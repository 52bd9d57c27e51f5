//! Recording platform double.
//!
//! Captures every platform call for later inspection, like
//! `InMemoryEventBus` does for emitted events.

use crate::error::{GeofenceError, Result};
use crate::platform::{
    BackgroundLauncher, GeofenceAdapter, LocationFix, LocationProvider, PermissionProvider,
};
use crate::types::GeoRegion;
use async_trait::async_trait;
use std::sync::atomic::{AtomicBool, Ordering};
use std::sync::Mutex;
use std::time::Duration;

/// A platform call captured by `FakePlatform`.
#[derive(Debug, Clone, PartialEq)]
pub enum PlatformCall {
    StartMonitoring(String),
    StopMonitoring(String),
    StopMonitoringAll,
    LastKnownLocation,
    RequestLocation,
    StartPeriodicUpdates(Duration),
    StopPeriodicUpdates,
    RequestPermissions,
    Launch(i64),
}

#[derive(Default)]
pub struct FakePlatform {
    calls: Mutex<Vec<PlatformCall>>,
    authorized: AtomicBool,
    fail_monitoring: AtomicBool,
    fail_launch: AtomicBool,
    last_fix: Mutex<Option<LocationFix>>,
}

impl FakePlatform {
    pub fn new() -> Self {
        Self::default()
    }

    pub fn authorized() -> Self {
        let platform = Self::default();
        platform.set_authorized(true);
        platform
    }

    pub fn set_authorized(&self, authorized: bool) {
        self.authorized.store(authorized, Ordering::SeqCst);
    }

    pub fn fail_monitoring(&self, fail: bool) {
        self.fail_monitoring.store(fail, Ordering::SeqCst);
    }

    pub fn fail_launch(&self, fail: bool) {
        self.fail_launch.store(fail, Ordering::SeqCst);
    }

    pub fn set_last_fix(&self, fix: Option<LocationFix>) {
        *self.last_fix.lock().expect("platform mutex poisoned") = fix;
    }

    pub fn calls(&self) -> Vec<PlatformCall> {
        self.calls.lock().expect("platform mutex poisoned").clone()
    }

    /// Number of `launch` calls seen so far.
    pub fn launches(&self) -> usize {
        self.calls
            .lock()
            .expect("platform mutex poisoned")
            .iter()
            .filter(|c| matches!(c, PlatformCall::Launch(_)))
            .count()
    }

    pub fn clear(&self) {
        self.calls.lock().expect("platform mutex poisoned").clear();
    }

    fn record(&self, call: PlatformCall) {
        self.calls.lock().expect("platform mutex poisoned").push(call);
    }
}

#[async_trait]
impl GeofenceAdapter for FakePlatform {
    async fn start_monitoring(&self, region: &GeoRegion) -> Result<()> {
        self.record(PlatformCall::StartMonitoring(region.id().to_string()));
        if self.fail_monitoring.load(Ordering::SeqCst) {
            return Err(GeofenceError::Adapter("monitoring unavailable".into()));
        }
        Ok(())
    }

    async fn stop_monitoring(&self, region_id: &str) -> Result<()> {
        self.record(PlatformCall::StopMonitoring(region_id.to_string()));
        Ok(())
    }

    async fn stop_monitoring_all(&self) -> Result<()> {
        self.record(PlatformCall::StopMonitoringAll);
        Ok(())
    }
}

#[async_trait]
impl LocationProvider for FakePlatform {
    async fn last_known_location(&self) -> Result<Option<LocationFix>> {
        self.record(PlatformCall::LastKnownLocation);
        Ok(*self.last_fix.lock().expect("platform mutex poisoned"))
    }

    async fn request_location(&self) -> Result<()> {
        self.record(PlatformCall::RequestLocation);
        Ok(())
    }

    async fn start_periodic_updates(&self, interval: Duration) -> Result<()> {
        self.record(PlatformCall::StartPeriodicUpdates(interval));
        Ok(())
    }

    async fn stop_periodic_updates(&self) -> Result<()> {
        self.record(PlatformCall::StopPeriodicUpdates);
        Ok(())
    }
}

#[async_trait]
impl PermissionProvider for FakePlatform {
    async fn is_authorized(&self) -> bool {
        self.authorized.load(Ordering::SeqCst)
    }

    async fn request_permissions(&self) -> Result<()> {
        self.record(PlatformCall::RequestPermissions);
        Ok(())
    }
}

#[async_trait]
impl BackgroundLauncher for FakePlatform {
    async fn launch(&self, entrypoint_handle: i64) -> Result<()> {
        self.record(PlatformCall::Launch(entrypoint_handle));
        if self.fail_launch.load(Ordering::SeqCst) {
            return Err(GeofenceError::Adapter(format!(
                "no callback registered for handle {entrypoint_handle}"
            )));
        }
        Ok(())
    }
}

WORK INSTRUCTIONS: Write only the number of lines in the listing that hold the word "impl".

REPLY TO THE EXERCISE: 5